**Recorded information**

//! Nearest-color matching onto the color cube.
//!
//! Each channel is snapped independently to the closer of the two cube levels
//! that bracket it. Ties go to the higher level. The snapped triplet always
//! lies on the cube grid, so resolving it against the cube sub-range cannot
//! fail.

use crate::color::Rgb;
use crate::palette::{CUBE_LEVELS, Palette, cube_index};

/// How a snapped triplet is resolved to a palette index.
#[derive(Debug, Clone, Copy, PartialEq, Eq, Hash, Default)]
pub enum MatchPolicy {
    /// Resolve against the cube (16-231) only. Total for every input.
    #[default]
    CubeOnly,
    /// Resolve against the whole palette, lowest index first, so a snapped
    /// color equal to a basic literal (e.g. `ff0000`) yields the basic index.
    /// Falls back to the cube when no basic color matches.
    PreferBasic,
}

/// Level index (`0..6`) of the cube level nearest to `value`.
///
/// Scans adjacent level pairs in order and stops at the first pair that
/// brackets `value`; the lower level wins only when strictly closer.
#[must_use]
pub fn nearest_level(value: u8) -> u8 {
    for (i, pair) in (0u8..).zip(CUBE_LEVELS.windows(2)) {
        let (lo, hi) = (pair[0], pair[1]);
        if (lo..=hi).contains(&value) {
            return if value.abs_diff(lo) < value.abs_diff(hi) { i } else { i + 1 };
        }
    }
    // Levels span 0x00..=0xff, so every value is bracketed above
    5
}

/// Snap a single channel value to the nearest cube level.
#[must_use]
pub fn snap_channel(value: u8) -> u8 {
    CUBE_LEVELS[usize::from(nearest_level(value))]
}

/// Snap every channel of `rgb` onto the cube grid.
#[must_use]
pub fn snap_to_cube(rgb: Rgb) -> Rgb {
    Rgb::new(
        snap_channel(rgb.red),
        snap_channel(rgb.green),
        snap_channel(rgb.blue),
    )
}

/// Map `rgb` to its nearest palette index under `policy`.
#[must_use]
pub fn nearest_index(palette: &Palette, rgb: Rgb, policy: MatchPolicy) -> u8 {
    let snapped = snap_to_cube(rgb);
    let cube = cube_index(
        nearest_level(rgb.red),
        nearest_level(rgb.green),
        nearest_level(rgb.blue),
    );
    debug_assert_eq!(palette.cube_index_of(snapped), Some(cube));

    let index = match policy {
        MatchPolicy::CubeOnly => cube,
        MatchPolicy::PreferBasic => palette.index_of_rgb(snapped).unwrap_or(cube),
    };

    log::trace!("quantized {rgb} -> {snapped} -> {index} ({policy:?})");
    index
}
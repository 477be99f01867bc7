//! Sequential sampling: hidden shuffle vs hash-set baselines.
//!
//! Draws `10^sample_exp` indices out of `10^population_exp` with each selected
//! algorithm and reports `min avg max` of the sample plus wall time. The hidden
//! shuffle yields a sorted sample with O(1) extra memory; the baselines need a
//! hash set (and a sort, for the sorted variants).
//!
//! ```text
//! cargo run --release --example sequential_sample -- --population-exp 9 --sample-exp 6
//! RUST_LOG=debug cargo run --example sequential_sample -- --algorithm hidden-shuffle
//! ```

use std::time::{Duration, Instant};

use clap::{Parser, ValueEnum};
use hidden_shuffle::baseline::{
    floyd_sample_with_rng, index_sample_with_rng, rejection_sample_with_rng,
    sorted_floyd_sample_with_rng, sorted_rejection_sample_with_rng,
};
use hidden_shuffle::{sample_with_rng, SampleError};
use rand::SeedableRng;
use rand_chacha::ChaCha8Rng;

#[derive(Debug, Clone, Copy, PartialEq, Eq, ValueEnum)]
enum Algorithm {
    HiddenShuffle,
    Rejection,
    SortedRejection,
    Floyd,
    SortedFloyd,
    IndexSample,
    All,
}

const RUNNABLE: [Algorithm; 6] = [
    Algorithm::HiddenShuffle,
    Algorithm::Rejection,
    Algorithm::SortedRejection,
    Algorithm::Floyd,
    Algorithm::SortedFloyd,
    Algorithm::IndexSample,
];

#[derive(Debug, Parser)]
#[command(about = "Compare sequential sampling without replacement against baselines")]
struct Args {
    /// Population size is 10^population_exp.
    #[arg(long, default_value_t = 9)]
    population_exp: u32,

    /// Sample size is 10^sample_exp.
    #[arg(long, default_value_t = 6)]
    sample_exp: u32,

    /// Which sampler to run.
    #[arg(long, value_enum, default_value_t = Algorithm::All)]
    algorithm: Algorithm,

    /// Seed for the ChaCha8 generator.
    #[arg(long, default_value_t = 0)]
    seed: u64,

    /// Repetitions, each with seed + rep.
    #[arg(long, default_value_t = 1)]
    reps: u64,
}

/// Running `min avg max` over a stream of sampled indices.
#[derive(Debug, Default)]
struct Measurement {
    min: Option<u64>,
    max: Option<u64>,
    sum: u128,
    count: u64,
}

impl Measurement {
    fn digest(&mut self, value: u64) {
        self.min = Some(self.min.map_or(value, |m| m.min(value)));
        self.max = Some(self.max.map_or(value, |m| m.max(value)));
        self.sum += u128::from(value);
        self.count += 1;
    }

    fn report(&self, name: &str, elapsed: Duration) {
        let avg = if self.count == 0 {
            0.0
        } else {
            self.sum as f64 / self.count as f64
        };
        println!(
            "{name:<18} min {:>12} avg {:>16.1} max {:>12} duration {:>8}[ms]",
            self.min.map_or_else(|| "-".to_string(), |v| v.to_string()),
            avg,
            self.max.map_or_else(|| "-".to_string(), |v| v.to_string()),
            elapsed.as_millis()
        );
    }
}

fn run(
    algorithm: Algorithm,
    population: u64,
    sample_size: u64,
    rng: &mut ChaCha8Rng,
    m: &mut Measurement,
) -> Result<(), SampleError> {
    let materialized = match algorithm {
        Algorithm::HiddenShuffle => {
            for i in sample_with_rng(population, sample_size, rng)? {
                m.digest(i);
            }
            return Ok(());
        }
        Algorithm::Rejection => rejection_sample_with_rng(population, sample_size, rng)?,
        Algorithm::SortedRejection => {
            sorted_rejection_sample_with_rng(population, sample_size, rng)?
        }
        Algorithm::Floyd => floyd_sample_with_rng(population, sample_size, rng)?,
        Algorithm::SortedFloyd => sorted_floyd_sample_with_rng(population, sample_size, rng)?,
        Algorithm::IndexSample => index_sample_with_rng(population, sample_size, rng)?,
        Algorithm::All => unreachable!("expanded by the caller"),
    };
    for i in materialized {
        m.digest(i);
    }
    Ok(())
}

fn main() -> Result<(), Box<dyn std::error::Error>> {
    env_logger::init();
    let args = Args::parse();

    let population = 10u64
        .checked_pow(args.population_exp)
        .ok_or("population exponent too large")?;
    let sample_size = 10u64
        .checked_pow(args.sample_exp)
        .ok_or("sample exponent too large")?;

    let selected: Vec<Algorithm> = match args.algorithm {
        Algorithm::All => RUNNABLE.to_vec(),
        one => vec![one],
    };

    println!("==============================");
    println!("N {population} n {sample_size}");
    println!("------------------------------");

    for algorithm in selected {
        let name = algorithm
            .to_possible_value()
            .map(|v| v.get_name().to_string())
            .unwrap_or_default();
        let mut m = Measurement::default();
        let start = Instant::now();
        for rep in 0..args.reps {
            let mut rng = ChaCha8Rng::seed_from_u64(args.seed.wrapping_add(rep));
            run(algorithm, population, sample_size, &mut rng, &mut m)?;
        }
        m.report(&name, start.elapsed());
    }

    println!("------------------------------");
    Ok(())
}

**What is needed**
The line containing "the basic index." marks the end. Please print exactly every line from the top of the data to it, both included, and nothing more.

**Your response**
//! Nearest-color matching onto the color cube.
//!
//! Each channel is snapped independently to the closer of the two cube levels
//! that bracket it. Ties go to the higher level. The snapped triplet always
//! lies on the cube grid, so resolving it against the cube sub-range cannot
//! fail.

use crate::color::Rgb;
use crate::palette::{CUBE_LEVELS, Palette, cube_index};

/// How a snapped triplet is resolved to a palette index.
#[derive(Debug, Clone, Copy, PartialEq, Eq, Hash, Default)]
pub enum MatchPolicy {
    /// Resolve against the cube (16-231) only. Total for every input.
    #[default]
    CubeOnly,
    /// Resolve against the whole palette, lowest index first, so a snapped
    /// color equal to a basic literal (e.g. `ff0000`) yields the basic index.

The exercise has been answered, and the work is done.